*Dataset entries*.

// =============================================================
// Note cards
// =============================================================

fn draw_note(ctx: &CanvasRenderingContext2d, note: &StickyNote, zoom: f64) -> Result<(), JsValue> {
    let (w, h) = note.size();

    ctx.save();
    ctx.set_fill_style_str(&note.color);
    ctx.fill_rect(note.x, note.y, w, h);
    ctx.set_stroke_style_str(NOTE_BORDER);
    ctx.set_line_width(1.0);
    ctx.stroke_rect(note.x, note.y, w, h);

    // Folded corner, the sticky-note tell.
    ctx.begin_path();
    ctx.move_to(note.x + w - 10.0, note.y + h);
    ctx.line_to(note.x + w, note.y + h - 10.0);
    ctx.line_to(note.x + w, note.y + h);
    ctx.close_path();
    ctx.set_fill_style_str("rgba(31, 26, 23, 0.2)");
    ctx.fill();

    if !note.minimized {
        match note.kind {
            NoteKind::Text => draw_note_text(ctx, note, w, h)?,
            NoteKind::Table => {
                if let Some(table) = &note.table {
                    draw_note_table(ctx, note, table, w, h)?;
                } else {
                    draw_kind_label(ctx, note, w, h)?;
                }
            }
            NoteKind::Image | NoteKind::Audio | NoteKind::Drawing => {
                draw_kind_label(ctx, note, w, h)?;
            }
        }
    }
    ctx.restore();

    // Link handle, always visible so linking is discoverable.
    let handle = hit::link_handle_pos(note);
    ctx.save();
    ctx.set_fill_style_str("#fff");
    ctx.set_stroke_style_str(&note.connection_color);
    ctx.set_line_width(1.0 / zoom);
    ctx.begin_path();
    ctx.arc(handle.x, handle.y, HANDLE_RADIUS_PX * 0.5 / zoom, 0.0, 2.0 * PI)?;
    ctx.fill();
    ctx.stroke();
    ctx.restore();
    Ok(())
}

*Exercise brief*.
The data above should be copied out with complete accuracy.

*Output of the exercise*.
// =============================================================
// Note cards
// =============================================================

fn draw_note(ctx: &CanvasRenderingContext2d, note: &StickyNote, zoom: f64) -> Result<(), JsValue> {
    let (w, h) = note.size();

    ctx.save();
    ctx.set_fill_style_str(&note.color);
    ctx.fill_rect(note.x, note.y, w, h);
    ctx.set_stroke_style_str(NOTE_BORDER);
    ctx.set_line_width(1.0);
    ctx.stroke_rect(note.x, note.y, w, h);

    // Folded corner, the sticky-note tell.
    ctx.begin_path();
    ctx.move_to(note.x + w - 10.0, note.y + h);
    ctx.line_to(note.x + w, note.y + h - 10.0);
    ctx.line_to(note.x + w, note.y + h);
    ctx.close_path();
    ctx.set_fill_style_str("rgba(31, 26, 23, 0.2)");
    ctx.fill();

    if !note.minimized {
        match note.kind {
            NoteKind::Text => draw_note_text(ctx, note, w, h)?,
            NoteKind::Table => {
                if let Some(table) = &note.table {
                    draw_note_table(ctx, note, table, w, h)?;
                } else {
                    draw_kind_label(ctx, note, w, h)?;
                }
            }
            NoteKind::Image | NoteKind::Audio | NoteKind::Drawing => {
                draw_kind_label(ctx, note, w, h)?;
            }
        }
    }
    ctx.restore();

    // Link handle, always visible so linking is discoverable.
    let handle = hit::link_handle_pos(note);
    ctx.save();
    ctx.set_fill_style_str("#fff");
    ctx.set_stroke_style_str(&note.connection_color);
    ctx.set_line_width(1.0 / zoom);
    ctx.begin_path();
    ctx.arc(handle.x, handle.y, HANDLE_RADIUS_PX * 0.5 / zoom, 0.0, 2.0 * PI)?;
    ctx.fill();
    ctx.stroke();
    ctx.restore();
    Ok(())
}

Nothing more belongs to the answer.